*** Opening of EXCERPTED DATA ***
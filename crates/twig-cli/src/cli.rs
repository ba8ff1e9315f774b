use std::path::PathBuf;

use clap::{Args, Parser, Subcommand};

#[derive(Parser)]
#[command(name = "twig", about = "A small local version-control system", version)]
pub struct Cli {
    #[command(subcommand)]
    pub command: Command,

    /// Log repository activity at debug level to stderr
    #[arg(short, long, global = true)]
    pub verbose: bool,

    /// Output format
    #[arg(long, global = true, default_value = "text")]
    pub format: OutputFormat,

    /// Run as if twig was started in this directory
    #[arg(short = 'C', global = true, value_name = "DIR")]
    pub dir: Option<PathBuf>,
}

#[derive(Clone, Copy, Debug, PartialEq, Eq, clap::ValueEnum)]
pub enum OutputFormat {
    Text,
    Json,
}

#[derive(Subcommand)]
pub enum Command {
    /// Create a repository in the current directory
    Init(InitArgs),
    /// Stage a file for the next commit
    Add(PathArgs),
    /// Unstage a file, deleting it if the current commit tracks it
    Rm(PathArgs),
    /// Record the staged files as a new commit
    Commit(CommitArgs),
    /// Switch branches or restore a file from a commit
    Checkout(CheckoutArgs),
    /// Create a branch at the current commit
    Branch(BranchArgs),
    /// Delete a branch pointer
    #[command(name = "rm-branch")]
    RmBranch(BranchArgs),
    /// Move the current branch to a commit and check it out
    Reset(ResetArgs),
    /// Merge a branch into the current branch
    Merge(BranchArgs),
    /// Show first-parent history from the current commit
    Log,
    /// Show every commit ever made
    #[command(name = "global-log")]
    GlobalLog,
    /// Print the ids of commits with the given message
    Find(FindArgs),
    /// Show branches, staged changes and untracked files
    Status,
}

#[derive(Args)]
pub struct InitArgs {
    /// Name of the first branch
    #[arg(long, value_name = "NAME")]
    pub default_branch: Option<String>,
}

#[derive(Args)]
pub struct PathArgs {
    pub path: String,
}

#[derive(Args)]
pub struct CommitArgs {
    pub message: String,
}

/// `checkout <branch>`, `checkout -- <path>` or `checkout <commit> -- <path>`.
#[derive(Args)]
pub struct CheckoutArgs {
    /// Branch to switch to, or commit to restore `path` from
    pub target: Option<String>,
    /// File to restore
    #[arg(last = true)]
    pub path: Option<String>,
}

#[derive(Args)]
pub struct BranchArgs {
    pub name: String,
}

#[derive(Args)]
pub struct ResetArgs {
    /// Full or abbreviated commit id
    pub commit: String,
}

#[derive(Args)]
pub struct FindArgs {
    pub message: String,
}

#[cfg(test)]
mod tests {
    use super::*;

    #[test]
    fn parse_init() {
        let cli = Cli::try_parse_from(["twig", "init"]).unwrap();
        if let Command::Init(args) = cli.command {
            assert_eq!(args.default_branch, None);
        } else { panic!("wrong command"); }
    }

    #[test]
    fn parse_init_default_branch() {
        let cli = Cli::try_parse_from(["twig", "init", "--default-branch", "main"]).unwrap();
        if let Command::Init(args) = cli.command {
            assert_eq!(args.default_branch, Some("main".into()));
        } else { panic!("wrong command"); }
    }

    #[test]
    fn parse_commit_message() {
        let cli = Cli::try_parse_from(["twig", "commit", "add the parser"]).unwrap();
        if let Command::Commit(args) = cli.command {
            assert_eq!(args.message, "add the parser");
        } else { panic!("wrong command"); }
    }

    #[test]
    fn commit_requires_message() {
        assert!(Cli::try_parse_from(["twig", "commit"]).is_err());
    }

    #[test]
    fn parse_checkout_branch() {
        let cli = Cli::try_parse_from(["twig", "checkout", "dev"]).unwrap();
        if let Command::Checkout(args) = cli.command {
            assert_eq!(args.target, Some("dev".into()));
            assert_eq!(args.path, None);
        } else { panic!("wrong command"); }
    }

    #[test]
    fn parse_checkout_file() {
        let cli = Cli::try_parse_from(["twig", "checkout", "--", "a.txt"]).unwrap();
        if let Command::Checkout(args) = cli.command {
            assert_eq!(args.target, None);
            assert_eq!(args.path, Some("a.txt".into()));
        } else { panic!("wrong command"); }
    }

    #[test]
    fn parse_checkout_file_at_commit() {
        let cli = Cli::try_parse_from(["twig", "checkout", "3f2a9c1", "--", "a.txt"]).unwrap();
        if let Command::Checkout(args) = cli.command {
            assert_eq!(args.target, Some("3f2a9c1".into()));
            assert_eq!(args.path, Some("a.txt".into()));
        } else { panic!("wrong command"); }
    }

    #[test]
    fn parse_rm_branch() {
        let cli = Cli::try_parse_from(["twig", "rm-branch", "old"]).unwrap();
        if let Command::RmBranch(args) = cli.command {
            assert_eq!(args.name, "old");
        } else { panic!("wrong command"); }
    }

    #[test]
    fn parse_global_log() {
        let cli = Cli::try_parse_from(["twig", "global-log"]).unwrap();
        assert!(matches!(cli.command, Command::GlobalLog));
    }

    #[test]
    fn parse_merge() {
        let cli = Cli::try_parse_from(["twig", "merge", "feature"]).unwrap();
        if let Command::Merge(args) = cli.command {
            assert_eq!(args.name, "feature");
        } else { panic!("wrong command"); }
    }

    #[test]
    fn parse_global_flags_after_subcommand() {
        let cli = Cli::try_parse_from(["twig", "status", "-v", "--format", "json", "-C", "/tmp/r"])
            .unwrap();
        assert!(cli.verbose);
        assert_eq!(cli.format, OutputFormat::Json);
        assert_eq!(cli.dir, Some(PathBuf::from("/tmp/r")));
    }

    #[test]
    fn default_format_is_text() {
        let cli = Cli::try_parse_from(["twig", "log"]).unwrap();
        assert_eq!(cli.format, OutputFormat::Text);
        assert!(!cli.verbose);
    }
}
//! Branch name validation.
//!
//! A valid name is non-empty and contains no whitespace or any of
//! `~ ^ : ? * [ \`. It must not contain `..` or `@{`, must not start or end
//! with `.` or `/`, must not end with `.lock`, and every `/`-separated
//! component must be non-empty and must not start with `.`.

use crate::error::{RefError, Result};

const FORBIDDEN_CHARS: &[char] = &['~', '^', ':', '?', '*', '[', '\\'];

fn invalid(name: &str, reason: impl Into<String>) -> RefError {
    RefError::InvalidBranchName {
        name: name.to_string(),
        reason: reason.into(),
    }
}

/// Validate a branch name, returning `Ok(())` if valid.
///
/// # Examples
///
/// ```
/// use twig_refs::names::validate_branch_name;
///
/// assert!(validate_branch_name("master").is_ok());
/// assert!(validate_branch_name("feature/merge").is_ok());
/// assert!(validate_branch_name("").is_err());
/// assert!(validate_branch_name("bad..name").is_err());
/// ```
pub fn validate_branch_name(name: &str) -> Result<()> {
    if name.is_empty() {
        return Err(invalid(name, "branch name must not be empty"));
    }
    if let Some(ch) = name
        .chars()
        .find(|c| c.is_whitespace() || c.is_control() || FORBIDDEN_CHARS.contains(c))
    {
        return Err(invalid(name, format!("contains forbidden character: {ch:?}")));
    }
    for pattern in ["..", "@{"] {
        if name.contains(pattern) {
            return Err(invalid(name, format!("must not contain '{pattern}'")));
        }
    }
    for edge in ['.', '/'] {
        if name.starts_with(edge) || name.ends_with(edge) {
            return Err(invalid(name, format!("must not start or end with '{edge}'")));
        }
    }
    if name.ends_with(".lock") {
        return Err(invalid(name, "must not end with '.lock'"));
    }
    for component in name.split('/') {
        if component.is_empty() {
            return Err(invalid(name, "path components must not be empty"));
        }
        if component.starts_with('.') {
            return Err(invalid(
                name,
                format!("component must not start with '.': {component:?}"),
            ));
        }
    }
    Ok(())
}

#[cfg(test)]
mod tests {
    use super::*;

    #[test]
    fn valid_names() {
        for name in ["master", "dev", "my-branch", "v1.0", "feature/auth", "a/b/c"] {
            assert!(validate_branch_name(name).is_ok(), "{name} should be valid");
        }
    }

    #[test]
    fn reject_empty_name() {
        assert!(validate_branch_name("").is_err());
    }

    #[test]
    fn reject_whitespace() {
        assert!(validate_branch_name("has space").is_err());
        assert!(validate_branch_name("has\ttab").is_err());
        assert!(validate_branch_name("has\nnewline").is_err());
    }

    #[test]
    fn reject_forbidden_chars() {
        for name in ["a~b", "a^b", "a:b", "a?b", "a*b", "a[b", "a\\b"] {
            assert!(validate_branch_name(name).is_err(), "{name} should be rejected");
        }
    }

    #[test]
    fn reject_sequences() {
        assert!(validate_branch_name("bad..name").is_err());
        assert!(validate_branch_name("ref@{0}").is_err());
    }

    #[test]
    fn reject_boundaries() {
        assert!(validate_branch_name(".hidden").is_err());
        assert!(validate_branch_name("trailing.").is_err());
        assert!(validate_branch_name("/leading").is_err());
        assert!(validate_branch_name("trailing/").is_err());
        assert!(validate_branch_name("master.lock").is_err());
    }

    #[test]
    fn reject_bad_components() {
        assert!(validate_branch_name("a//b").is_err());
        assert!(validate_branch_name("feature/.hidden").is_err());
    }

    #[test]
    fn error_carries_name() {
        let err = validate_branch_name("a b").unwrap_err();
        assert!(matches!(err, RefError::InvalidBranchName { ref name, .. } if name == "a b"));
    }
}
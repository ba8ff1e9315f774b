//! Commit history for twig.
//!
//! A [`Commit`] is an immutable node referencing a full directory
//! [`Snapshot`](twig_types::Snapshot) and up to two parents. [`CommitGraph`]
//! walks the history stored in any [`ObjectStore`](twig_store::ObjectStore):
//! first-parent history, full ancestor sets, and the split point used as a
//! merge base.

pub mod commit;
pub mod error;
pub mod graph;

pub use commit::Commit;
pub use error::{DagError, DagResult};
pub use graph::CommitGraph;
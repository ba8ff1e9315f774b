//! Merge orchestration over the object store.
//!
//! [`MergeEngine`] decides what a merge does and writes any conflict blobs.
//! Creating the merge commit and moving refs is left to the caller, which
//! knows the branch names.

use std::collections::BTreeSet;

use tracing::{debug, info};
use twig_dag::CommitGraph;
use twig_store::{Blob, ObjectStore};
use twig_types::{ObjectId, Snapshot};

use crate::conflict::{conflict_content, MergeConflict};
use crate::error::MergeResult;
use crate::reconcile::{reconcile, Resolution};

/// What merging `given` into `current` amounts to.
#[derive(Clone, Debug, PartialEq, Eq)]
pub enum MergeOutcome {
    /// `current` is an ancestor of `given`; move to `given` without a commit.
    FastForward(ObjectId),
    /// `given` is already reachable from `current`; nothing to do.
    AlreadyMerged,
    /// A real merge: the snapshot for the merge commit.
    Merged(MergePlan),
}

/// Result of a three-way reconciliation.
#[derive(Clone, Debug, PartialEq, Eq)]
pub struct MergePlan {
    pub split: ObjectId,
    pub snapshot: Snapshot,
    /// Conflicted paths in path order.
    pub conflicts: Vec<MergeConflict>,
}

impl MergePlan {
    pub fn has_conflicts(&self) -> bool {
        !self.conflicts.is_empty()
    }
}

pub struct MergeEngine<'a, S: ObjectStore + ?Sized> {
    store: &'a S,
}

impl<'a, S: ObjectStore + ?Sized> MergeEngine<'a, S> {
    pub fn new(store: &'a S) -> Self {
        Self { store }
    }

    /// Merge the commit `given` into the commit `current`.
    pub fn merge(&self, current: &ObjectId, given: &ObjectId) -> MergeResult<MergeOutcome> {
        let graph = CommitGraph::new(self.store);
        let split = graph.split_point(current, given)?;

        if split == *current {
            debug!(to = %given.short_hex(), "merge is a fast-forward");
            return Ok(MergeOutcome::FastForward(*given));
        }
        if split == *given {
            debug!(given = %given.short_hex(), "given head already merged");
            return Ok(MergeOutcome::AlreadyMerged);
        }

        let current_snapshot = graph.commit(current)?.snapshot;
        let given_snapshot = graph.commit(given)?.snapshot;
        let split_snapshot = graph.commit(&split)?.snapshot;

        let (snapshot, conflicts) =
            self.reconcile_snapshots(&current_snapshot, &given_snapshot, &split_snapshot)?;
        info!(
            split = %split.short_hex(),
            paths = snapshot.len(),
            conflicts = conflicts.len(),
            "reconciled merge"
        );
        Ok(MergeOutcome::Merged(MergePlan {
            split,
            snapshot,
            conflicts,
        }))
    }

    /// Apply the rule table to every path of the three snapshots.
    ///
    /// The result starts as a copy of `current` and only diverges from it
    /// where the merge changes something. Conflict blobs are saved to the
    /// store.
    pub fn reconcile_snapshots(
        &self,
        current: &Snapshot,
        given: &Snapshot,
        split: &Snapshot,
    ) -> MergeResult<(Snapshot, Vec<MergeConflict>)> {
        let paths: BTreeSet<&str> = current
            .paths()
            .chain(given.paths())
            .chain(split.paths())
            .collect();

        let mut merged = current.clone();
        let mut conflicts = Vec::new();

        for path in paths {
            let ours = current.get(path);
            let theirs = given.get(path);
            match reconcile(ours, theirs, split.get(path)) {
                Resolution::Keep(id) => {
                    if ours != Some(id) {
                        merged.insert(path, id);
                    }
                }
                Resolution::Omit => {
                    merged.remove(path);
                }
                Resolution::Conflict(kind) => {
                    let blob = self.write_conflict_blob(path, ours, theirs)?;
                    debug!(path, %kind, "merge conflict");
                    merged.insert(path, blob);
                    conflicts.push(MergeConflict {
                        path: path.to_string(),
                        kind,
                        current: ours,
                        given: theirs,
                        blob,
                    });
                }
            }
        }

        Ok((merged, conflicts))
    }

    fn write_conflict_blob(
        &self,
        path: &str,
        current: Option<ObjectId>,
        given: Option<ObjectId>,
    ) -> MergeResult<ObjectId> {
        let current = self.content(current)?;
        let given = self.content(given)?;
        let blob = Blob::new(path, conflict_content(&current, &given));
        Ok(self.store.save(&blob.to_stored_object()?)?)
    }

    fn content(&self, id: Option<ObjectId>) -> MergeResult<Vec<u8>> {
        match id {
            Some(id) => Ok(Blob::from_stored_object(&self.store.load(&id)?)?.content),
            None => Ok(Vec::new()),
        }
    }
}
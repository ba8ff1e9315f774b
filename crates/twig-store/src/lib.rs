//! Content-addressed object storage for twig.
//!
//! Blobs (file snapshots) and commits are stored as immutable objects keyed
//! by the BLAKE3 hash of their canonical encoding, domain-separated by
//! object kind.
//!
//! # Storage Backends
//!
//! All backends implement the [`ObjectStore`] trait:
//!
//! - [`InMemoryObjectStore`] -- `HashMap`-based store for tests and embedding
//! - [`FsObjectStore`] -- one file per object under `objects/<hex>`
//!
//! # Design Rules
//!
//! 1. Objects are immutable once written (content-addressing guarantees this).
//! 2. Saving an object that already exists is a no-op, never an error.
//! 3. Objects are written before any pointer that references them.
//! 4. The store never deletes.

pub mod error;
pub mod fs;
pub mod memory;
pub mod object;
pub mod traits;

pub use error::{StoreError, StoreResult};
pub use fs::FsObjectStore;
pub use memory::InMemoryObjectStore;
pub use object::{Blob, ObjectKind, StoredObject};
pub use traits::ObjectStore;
*** Close of EXCERPTED DATA ***
WHAT IS EXPECTED:
Repeat, word for word, the lines from the opening of the material through the line containing "#[arg(short, long, global = true)]".

PROBLEM SOLUTION:
filename crates/twig-cli/src/cli.rs
repository ba8ff1e9315f774b
use std::path::PathBuf;

use clap::{Args, Parser, Subcommand};

#[derive(Parser)]
#[command(name = "twig", about = "A small local version-control system", version)]
pub struct Cli {
    #[command(subcommand)]
    pub command: Command,

    /// Log repository activity at debug level to stderr
    #[arg(short, long, global = true)]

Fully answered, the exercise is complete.